Clearbridge Investments Betting On A Shift From Growth and Momentum

Clearbridge Investments published its third quarter commentary. The prevailing theme of the commentary is that we are on the cusp of a shift from growth and momentum outperformance to value investing. The winner of the current cycle, S&P 500 stocks, will perform poorly in the coming cycle and value stocks will outperform. Clearbridge mentions American International Group Inc. (NYSE:AIG) and Biogen Inc. (NASDAQ:BIIB) as compelling investment ideas. American International Group Inc. (NYSE:AIG) shares lost more than 23% so far in October and Biogen Inc. (NASDAQ:BIIB) lost 15%. So, if you agree with Clearbridge, you can buy both stocks at much lower prices than what Clearbridge paid for them. Here is what they said about the market environment and these two stocks:

“Market conditions are changing. The continued rise in interest rates suggests we are in the early stages of a bond bear market, which could intensify as central banks withdraw liquidity. The receding tide of liquidity will start to reveal more rocks beyond what has been exposed in emerging markets so far, and the value of a value discipline will be in avoiding the biggest capital-destroying rocks. If a rock emerges on the crowded shore of U.S. momentum, it could result in a major liquidity challenge, as momentum is often most intense on the downside as a crowded trade reverses.
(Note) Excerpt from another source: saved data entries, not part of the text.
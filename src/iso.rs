//! This module implements the internal ISO field records.
//!
//! An `IsoDate` is a proleptic Gregorian year, month and day. An `IsoTime`
//! is a wall clock time with millisecond precision, and an `IsoDateTime`
//! combines both into a local date time that is not bound to a time zone.
//!
//! Every calendar converts to and from `IsoDate`.

use crate::{
    utils::{self, MS_PER_DAY, MS_PER_HOUR, MS_PER_MINUTE, MS_PER_SECOND},
    TemporalError, TemporalResult, MS_MAX_INSTANT,
};

/// The years that may be handed to the date equations.
///
/// This is wider than the representable instant range, which is checked
/// separately.
pub(crate) const YEAR_LIMIT: i64 = 300_000;

/// `IsoDate` is a proleptic Gregorian date.
#[non_exhaustive]
#[derive(Debug, Default, Clone, Copy, PartialEq, Eq, PartialOrd, Ord, Hash)]
pub struct IsoDate {
    pub year: i32,
    pub month: u8,
    pub day: u8,
}

impl IsoDate {
    /// Creates a new `IsoDate` without determining the validity.
    pub(crate) const fn new_unchecked(year: i32, month: u8, day: u8) -> Self {
        Self { year, month, day }
    }

    /// Creates a new validated `IsoDate`.
    pub fn try_new(year: i32, month: u8, day: u8) -> TemporalResult<Self> {
        if !(1..=12).contains(&month) {
            return Err(TemporalError::field_out_of_range("month", month.into()));
        }
        if day == 0 || day > utils::iso_days_in_month(year, month) {
            return Err(TemporalError::field_out_of_range("day", day.into()));
        }
        Ok(Self::new_unchecked(year, month, day))
    }

    /// Creates an `IsoDate` from days since the Unix epoch.
    pub(crate) fn from_epoch_days(epoch_days: i64) -> Self {
        // Callers only pass days derived from checked instants, which are
        // well inside the window of the date equations.
        let days = epoch_days.clamp(
            -i64::from(utils::MAX_EPOCH_DAYS) - 1,
            i64::from(utils::MAX_EPOCH_DAYS) + 1,
        );
        let (year, month, day) = utils::ymd_from_epoch_days(days as i32);
        Self::new_unchecked(year, month, day)
    }

    /// Returns the days since the Unix epoch.
    #[inline]
    pub(crate) fn to_epoch_days(self) -> i64 {
        utils::epoch_days_from_gregorian_date(self.year, self.month, self.day)
    }

    /// The ISO day of week, Monday is 1.
    #[inline]
    pub fn day_of_week(self) -> u8 {
        utils::iso_weekday_for_epoch_days(self.to_epoch_days())
    }

    /// The one-based day of the year.
    #[inline]
    pub fn day_of_year(self) -> u16 {
        utils::day_of_year(self.year, self.month, self.day)
    }

    #[inline]
    pub fn days_in_month(self) -> u8 {
        utils::iso_days_in_month(self.year, self.month)
    }

    #[inline]
    pub fn quarter(self) -> u8 {
        (self.month - 1) / 3 + 1
    }
}

/// `IsoTime` is a wall clock time of day.
#[non_exhaustive]
#[derive(Debug, Default, Clone, Copy, PartialEq, Eq, PartialOrd, Ord, Hash)]
pub struct IsoTime {
    pub hour: u8,
    pub minute: u8,
    pub second: u8,
    pub millisecond: u16,
}

impl IsoTime {
    pub(crate) const fn new_unchecked(hour: u8, minute: u8, second: u8, millisecond: u16) -> Self {
        Self {
            hour,
            minute,
            second,
            millisecond,
        }
    }

    /// Creates a new validated `IsoTime`.
    pub fn try_new(hour: u8, minute: u8, second: u8, millisecond: u16) -> TemporalResult<Self> {
        if hour > 23 {
            return Err(TemporalError::field_out_of_range("hour", hour.into()));
        }
        if minute > 59 {
            return Err(TemporalError::field_out_of_range("minute", minute.into()));
        }
        if second > 59 {
            return Err(TemporalError::field_out_of_range("second", second.into()));
        }
        if millisecond > 999 {
            return Err(TemporalError::field_out_of_range(
                "millisecond",
                millisecond.into(),
            ));
        }
        Ok(Self::new_unchecked(hour, minute, second, millisecond))
    }

    /// Creates an `IsoTime` from the milliseconds elapsed in a day.
    pub(crate) fn from_day_milliseconds(ms: i64) -> Self {
        let ms = utils::floor_mod(ms, MS_PER_DAY);
        Self::new_unchecked(
            (ms / MS_PER_HOUR) as u8,
            (ms % MS_PER_HOUR / MS_PER_MINUTE) as u8,
            (ms % MS_PER_MINUTE / MS_PER_SECOND) as u8,
            (ms % MS_PER_SECOND) as u16,
        )
    }

    /// Returns the milliseconds elapsed since midnight.
    #[inline]
    pub(crate) fn to_day_milliseconds(self) -> i64 {
        i64::from(self.hour) * MS_PER_HOUR
            + i64::from(self.minute) * MS_PER_MINUTE
            + i64::from(self.second) * MS_PER_SECOND
            + i64::from(self.millisecond)
    }
}

/// `IsoDateTime` is a local date and time.
#[non_exhaustive]
#[derive(Debug, Default, Clone, Copy, PartialEq, Eq, PartialOrd, Ord, Hash)]
pub struct IsoDateTime {
    pub date: IsoDate,
    pub time: IsoTime,
}

impl IsoDateTime {
    pub(crate) const fn new_unchecked(date: IsoDate, time: IsoTime) -> Self {
        Self { date, time }
    }

    /// Creates the local date time observed at `epoch_milliseconds` under a
    /// UTC offset.
    pub(crate) fn from_epoch_milliseconds(epoch_milliseconds: i64, offset_minutes: i32) -> Self {
        Self::from_local_milliseconds(
            epoch_milliseconds + i64::from(offset_minutes) * MS_PER_MINUTE,
        )
    }

    /// Creates a local date time from milliseconds since the local epoch.
    pub(crate) fn from_local_milliseconds(local_milliseconds: i64) -> Self {
        let days = utils::floor_div(local_milliseconds, MS_PER_DAY);
        Self::new_unchecked(
            IsoDate::from_epoch_days(days),
            IsoTime::from_day_milliseconds(local_milliseconds),
        )
    }

    /// Returns this date time as milliseconds since the local epoch, i.e.
    /// as though it were a UTC date time.
    #[inline]
    pub(crate) fn to_local_milliseconds(self) -> i64 {
        self.date.to_epoch_days() * MS_PER_DAY + self.time.to_day_milliseconds()
    }
}

/// Returns the local milliseconds for unbalanced date values.
///
/// Months outside of `1..=12` carry into the year and days outside of the
/// month carry into neighbouring months, e.g. January 32nd is February 1st.
pub(crate) fn local_milliseconds_from_unbalanced(
    year: i64,
    month: i64,
    day: i64,
    day_milliseconds: i64,
) -> TemporalResult<i64> {
    let (year, month) = utils::balance_year_month(year, month);
    if !(-YEAR_LIMIT..=YEAR_LIMIT).contains(&year) {
        return Err(TemporalError::instant().with_message("Date is outside of the supported range."));
    }
    let first_of_month = utils::epoch_days_from_gregorian_date(year as i32, month, 1);
    first_of_month
        .checked_add(day.saturating_sub(1))
        .and_then(|days| days.checked_mul(MS_PER_DAY))
        .and_then(|ms| ms.checked_add(day_milliseconds))
        .ok_or_else(|| {
            TemporalError::instant().with_message("Date is outside of the supported range.")
        })
}

/// Validates that epoch milliseconds are within the representable instant
/// range of ±8.64e15.
#[inline]
pub(crate) fn check_epoch_milliseconds(epoch_milliseconds: i64) -> TemporalResult<i64> {
    if !(-MS_MAX_INSTANT..=MS_MAX_INSTANT).contains(&epoch_milliseconds) {
        return Err(TemporalError::instant().with_message(
            "Instant is outside of the representable range of ±8.64e15 milliseconds.",
        ));
    }
    Ok(epoch_milliseconds)
}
So investors are facing a large potential trade-off right now: continue to bet on the current dominance of momentum and the S&P 500, or bet on change and take an active value bet in names with attractive value and optionality, but with negative momentum.
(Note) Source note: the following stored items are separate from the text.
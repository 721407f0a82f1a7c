//! Partial date and time fields.
//!
//! A `PartialDateTime` is what callers hand to `DateTime` construction and
//! `DateTime::set`. Unspecified fields are filled in either from a reference
//! date time or from the current value, and the result is validated against
//! its calendar.

use crate::{
    builtins::core::calendar::{Calendar, CalendarFields, FieldValues},
    utils::{self, MS_PER_HOUR, MS_PER_MINUTE, MS_PER_SECOND},
    TemporalError, TemporalResult,
};

/// The field values of a full date time: the calendar's date fields in
/// slots `0..3` and hour, minute, second and millisecond in slots `3..7`.
pub(crate) type DateTimeValues = [i32; 7];

const TIME_SLOTS: core::ops::Range<usize> = 3..7;

/// A partial time of day.
#[derive(Debug, Default, Clone, Copy, PartialEq, Eq)]
pub struct PartialTime {
    /// A potentially set `hour` field.
    pub hour: Option<i32>,
    /// A potentially set `minute` field.
    pub minute: Option<i32>,
    /// A potentially set `second` field.
    pub second: Option<i32>,
    /// A potentially set `millisecond` field.
    pub millisecond: Option<i32>,
}

impl PartialTime {
    pub fn is_empty(&self) -> bool {
        *self == Self::default()
    }
}

/// Convenience methods for building a `PartialTime`
impl PartialTime {
    pub const fn new() -> Self {
        Self {
            hour: None,
            minute: None,
            second: None,
            millisecond: None,
        }
    }

    pub const fn with_hour(mut self, hour: Option<i32>) -> Self {
        self.hour = hour;
        self
    }

    pub const fn with_minute(mut self, minute: Option<i32>) -> Self {
        self.minute = minute;
        self
    }

    pub const fn with_second(mut self, second: Option<i32>) -> Self {
        self.second = second;
        self
    }

    pub const fn with_millisecond(mut self, millisecond: Option<i32>) -> Self {
        self.millisecond = millisecond;
        self
    }

    fn slots(&self) -> [Option<i32>; 4] {
        [self.hour, self.minute, self.second, self.millisecond]
    }
}

/// Partial Gregorian date fields.
#[derive(Debug, Default, Clone, Copy, PartialEq, Eq)]
pub struct PartialGregorianDate {
    pub year: Option<i32>,
    pub month: Option<i32>,
    pub day: Option<i32>,
}

impl PartialGregorianDate {
    pub const fn new() -> Self {
        Self {
            year: None,
            month: None,
            day: None,
        }
    }

    pub const fn with_year(mut self, year: Option<i32>) -> Self {
        self.year = year;
        self
    }

    pub const fn with_month(mut self, month: Option<i32>) -> Self {
        self.month = month;
        self
    }

    pub const fn with_day(mut self, day: Option<i32>) -> Self {
        self.day = day;
        self
    }
}

/// Partial ISO week date fields.
#[derive(Debug, Default, Clone, Copy, PartialEq, Eq)]
pub struct PartialIsoWeekDate {
    pub week_year: Option<i32>,
    pub week_number: Option<i32>,
    pub weekday: Option<i32>,
}

impl PartialIsoWeekDate {
    pub const fn new() -> Self {
        Self {
            week_year: None,
            week_number: None,
            weekday: None,
        }
    }

    pub const fn with_week_year(mut self, week_year: Option<i32>) -> Self {
        self.week_year = week_year;
        self
    }

    pub const fn with_week_number(mut self, week_number: Option<i32>) -> Self {
        self.week_number = week_number;
        self
    }

    pub const fn with_weekday(mut self, weekday: Option<i32>) -> Self {
        self.weekday = weekday;
        self
    }
}

/// Partial ordinal date fields.
#[derive(Debug, Default, Clone, Copy, PartialEq, Eq)]
pub struct PartialOrdinalDate {
    pub year: Option<i32>,
    pub ordinal: Option<i32>,
}

impl PartialOrdinalDate {
    pub const fn new() -> Self {
        Self {
            year: None,
            ordinal: None,
        }
    }

    pub const fn with_year(mut self, year: Option<i32>) -> Self {
        self.year = year;
        self
    }

    pub const fn with_ordinal(mut self, ordinal: Option<i32>) -> Self {
        self.ordinal = ordinal;
        self
    }
}

/// Partial date fields of exactly one calendar.
#[derive(Debug, Clone, Copy, PartialEq, Eq)]
pub enum PartialDate {
    Gregorian(PartialGregorianDate),
    IsoWeek(PartialIsoWeekDate),
    Ordinal(PartialOrdinalDate),
}

impl Default for PartialDate {
    fn default() -> Self {
        Self::Gregorian(PartialGregorianDate::new())
    }
}

impl From<PartialGregorianDate> for PartialDate {
    fn from(value: PartialGregorianDate) -> Self {
        Self::Gregorian(value)
    }
}

impl From<PartialIsoWeekDate> for PartialDate {
    fn from(value: PartialIsoWeekDate) -> Self {
        Self::IsoWeek(value)
    }
}

impl From<PartialOrdinalDate> for PartialDate {
    fn from(value: PartialOrdinalDate) -> Self {
        Self::Ordinal(value)
    }
}

impl PartialDate {
    /// The calendar these fields belong to.
    pub fn calendar(&self) -> Calendar {
        match self {
            Self::Gregorian(_) => Calendar::Gregorian,
            Self::IsoWeek(_) => Calendar::IsoWeek,
            Self::Ordinal(_) => Calendar::Ordinal,
        }
    }

    pub fn is_empty(&self) -> bool {
        self.slots().iter().all(Option::is_none)
    }

    fn slots(&self) -> [Option<i32>; 3] {
        match self {
            Self::Gregorian(date) => [date.year, date.month, date.day],
            Self::IsoWeek(date) => [date.week_year, date.week_number, date.weekday],
            Self::Ordinal(date) => [date.year, date.ordinal, None],
        }
    }
}

/// Partial date and time fields.
#[derive(Debug, Default, Clone, Copy, PartialEq, Eq)]
pub struct PartialDateTime {
    pub date: PartialDate,
    pub time: PartialTime,
}

impl PartialDateTime {
    pub fn new() -> Self {
        Self::default()
    }

    pub fn with_date(mut self, date: impl Into<PartialDate>) -> Self {
        self.date = date.into();
        self
    }

    pub const fn with_time(mut self, time: PartialTime) -> Self {
        self.time = time;
        self
    }

    pub fn calendar(&self) -> Calendar {
        self.date.calendar()
    }

    pub fn is_empty(&self) -> bool {
        self.date.is_empty() && self.time.is_empty()
    }

    /// The slots used by this calendar, from most to least significant.
    fn used_slots(&self) -> impl Iterator<Item = (usize, Option<i32>)> {
        let date = self.date.slots();
        let date_fields = self.calendar().field_names().len();
        let time = self.time.slots();
        (0..date_fields)
            .map(move |slot| (slot, date[slot]))
            .chain(TIME_SLOTS.zip(time))
    }

    /// Fills the unspecified fields.
    ///
    /// Fields more significant than the first specified field are taken from
    /// `reference`. Fields after it take the calendar's default values, and
    /// zero for the time of day.
    pub(crate) fn fill_from_reference(&self, reference: &DateTimeValues) -> DateTimeValues {
        let defaults = self.calendar().default_values();
        let mut values = DateTimeValues::default();
        let mut found_first = false;
        for (slot, value) in self.used_slots() {
            values[slot] = match value {
                Some(value) => {
                    found_first = true;
                    value
                }
                None if found_first => defaults.get(slot).copied().unwrap_or(0),
                None => reference[slot],
            };
        }
        values
    }

    /// Overlays the specified fields onto `current`.
    pub(crate) fn overlay(&self, current: &DateTimeValues) -> DateTimeValues {
        let mut values = *current;
        for (slot, value) in self.used_slots() {
            if let Some(value) = value {
                values[slot] = value;
            }
        }
        values
    }
}

/// Date time values that passed validation.
#[derive(Debug, Clone, Copy)]
pub(crate) struct ResolvedFields {
    pub(crate) date: CalendarFields,
    /// Milliseconds since midnight, which is `86_400_000` for hour 24.
    pub(crate) day_milliseconds: i64,
}

impl ResolvedFields {
    /// Validates the date fields of `calendar` followed by the time fields.
    pub(crate) fn validate(calendar: Calendar, values: &DateTimeValues) -> TemporalResult<Self> {
        let date_values: FieldValues = [values[0], values[1], values[2]];
        let date = calendar.validate(&date_values)?;
        let day_milliseconds = validate_time([values[3], values[4], values[5], values[6]])?;
        Ok(Self {
            date,
            day_milliseconds,
        })
    }

    /// Milliseconds since the local epoch.
    pub(crate) fn to_local_milliseconds(self) -> i64 {
        self.date.to_gregorian().to_epoch_days() * utils::MS_PER_DAY + self.day_milliseconds
    }
}

/// Packs calendar fields and a time of day into slots.
pub(crate) fn date_time_values(date: &CalendarFields, time: [i32; 4]) -> DateTimeValues {
    let [a, b, c] = date.values();
    let [hour, minute, second, millisecond] = time;
    [a, b, c, hour, minute, second, millisecond]
}

/// Validates a time of day, returning the milliseconds since midnight.
///
/// Hour 24 is accepted when every other field is zero, and denotes the
/// midnight ending the day.
fn validate_time(values: [i32; 4]) -> TemporalResult<i64> {
    let [hour, minute, second, millisecond] = values.map(i64::from);
    let end_of_day = hour == 24 && minute == 0 && second == 0 && millisecond == 0;
    if !utils::is_integer_between(hour, 0, 23) && !end_of_day {
        return Err(TemporalError::field_out_of_range("hour", hour));
    }
    if !utils::is_integer_between(minute, 0, 59) {
        return Err(TemporalError::field_out_of_range("minute", minute));
    }
    if !utils::is_integer_between(second, 0, 59) {
        return Err(TemporalError::field_out_of_range("second", second));
    }
    if !utils::is_integer_between(millisecond, 0, 999) {
        return Err(TemporalError::field_out_of_range("millisecond", millisecond));
    }
    Ok(hour * MS_PER_HOUR + minute * MS_PER_MINUTE + second * MS_PER_SECOND + millisecond)
}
If you make the first choice, you will enjoy the comfort of being aligned with the prevailing market chorus that is plowing capital into U.S. momentum names and the S&P 500. If you want to minimize current relative performance discomfort, you must fully embrace this crowded choice by going passive, which means taking an active bet on momentum. But again, cycles are cycles. If history is not violated, as the overwhelming winner of the current cycle, passive S&P 500 returns should be relatively poor over the next market cycle. The more immediate risk is that, so far, we have only witnessed historic levels of passive and momentum buying within U.S. stocks. We have never seen this amount of crowded capital try to sell. It seems logical that the scale of the buying helped drive the shift in market dynamics we have witnessed since early 2017, and that a reversal on the sell side will cause an equal but opposite dynamic.
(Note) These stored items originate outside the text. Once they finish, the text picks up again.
//! Conversion ratios between duration units.
//!
//! Each table is indexed `[larger][smaller]` by [`TemporalUnit::index`] and
//! holds how many of the smaller unit make up one of the larger unit.

use crate::options::{ConversionAccuracy, TemporalUnit};

type Matrix = [[f64; 9]; 9];

/// Days in the mean Gregorian year of the 400 year cycle.
const DAYS_IN_YEAR_ACCURATE: f64 = 146_097.0 / 400.0;
/// Days in the mean Gregorian month of the 400 year cycle.
const DAYS_IN_MONTH_ACCURATE: f64 = 146_097.0 / 4_800.0;

/// Expands one row from a unit's length in weeks and days. Every unit from
/// days down has a fixed length.
macro_rules! day_based_row {
    ([$($larger:expr),*], $weeks:expr, $days:expr) => {
        [
            $($larger,)*
            $weeks,
            $days,
            $days * 24.0,
            $days * 1_440.0,
            $days * 86_400.0,
            $days * 86_400_000.0,
        ]
    };
}

macro_rules! matrix {
    (
        year: $year_weeks:expr, $year_days:expr;
        quarter: $quarter_weeks:expr, $quarter_days:expr;
        month: $month_weeks:expr, $month_days:expr;
    ) => {
        [
            day_based_row!([1.0, 4.0, 12.0], $year_weeks, $year_days),
            day_based_row!([0.0, 1.0, 3.0], $quarter_weeks, $quarter_days),
            day_based_row!([0.0, 0.0, 1.0], $month_weeks, $month_days),
            day_based_row!([0.0, 0.0, 0.0], 1.0, 7.0),
            [0.0, 0.0, 0.0, 0.0, 1.0, 24.0, 1_440.0, 86_400.0, 86_400_000.0],
            [0.0, 0.0, 0.0, 0.0, 0.0, 1.0, 60.0, 3_600.0, 3_600_000.0],
            [0.0, 0.0, 0.0, 0.0, 0.0, 0.0, 1.0, 60.0, 60_000.0],
            [0.0, 0.0, 0.0, 0.0, 0.0, 0.0, 0.0, 1.0, 1_000.0],
            [0.0, 0.0, 0.0, 0.0, 0.0, 0.0, 0.0, 0.0, 1.0],
        ]
    };
}

/// A 365 day year and a 30 day month.
const CASUAL: Matrix = matrix! {
    year: 52.0, 365.0;
    quarter: 13.0, 91.0;
    month: 4.0, 30.0;
};

const ACCURATE: Matrix = matrix! {
    year: DAYS_IN_YEAR_ACCURATE / 7.0, DAYS_IN_YEAR_ACCURATE;
    quarter: DAYS_IN_YEAR_ACCURATE / 28.0, DAYS_IN_YEAR_ACCURATE / 4.0;
    month: DAYS_IN_MONTH_ACCURATE / 7.0, DAYS_IN_MONTH_ACCURATE;
};

/// Returns how many `to` units make up one `from` unit.
pub(crate) fn ratio(accuracy: ConversionAccuracy, from: TemporalUnit, to: TemporalUnit) -> f64 {
    let matrix = match accuracy {
        ConversionAccuracy::Casual => &CASUAL,
        ConversionAccuracy::Accurate => &ACCURATE,
    };
    if from >= to {
        matrix[from.index()][to.index()]
    } else {
        1.0 / matrix[to.index()][from.index()]
    }
}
We think we are observing a change in markets that could trigger a reversal in the market cycle. For one, a continued rise in rates that ultimately normalizes the term premium would push the 10-year Treasury to roughly 5%. The current market hegemony would be severely challenged by this shift, and despite very few cracks in U.S. markets, we believe it is underway. Why?

We are currently witnessing a massive shift in U.S. dollar liquidity as monetary and fiscal policy in the U.S. have shifted. Despite an extremely polarized political system, populism is uniting both extremes in debt-financed fiscal expansion that is daring the term premium to normalize. In effect, populism demands an inflationary response, and when combined with record-tight labor markets, it seems very likely inflation metrics will continue to drift above Fed targets of 2%.

At the same time, trade policy is also inflationary, as it is making global supply chains, which had exported global deflation around the world, much less efficient by taxing them directly. This structural reversal is raising input costs and will require increased capital investment to localize some production capacity.

The inflationary impulse from these massive nonmonetary shifts is forcing U.S. monetary policy to tighten, with the resulting shift in global liquidity squeezing emerging markets (EM) in classic late-cycle fashion. This shift could get ugly if it spreads to other markets, exposing more rocks as the liquidity tide recedes. In EVERY past cycle the locus of every crisis has been where debt has increased the most. This cycle it is in sovereign debt, which has enjoyed unprecedented demand from central banks and market flows. A term premium normalization would put monetary and fiscal policy in a bind, and we are closely observing global risk spreads to see if liquidity concerns are spreading. So far it has been minimal, but the liquidity drain will accelerate in 2019.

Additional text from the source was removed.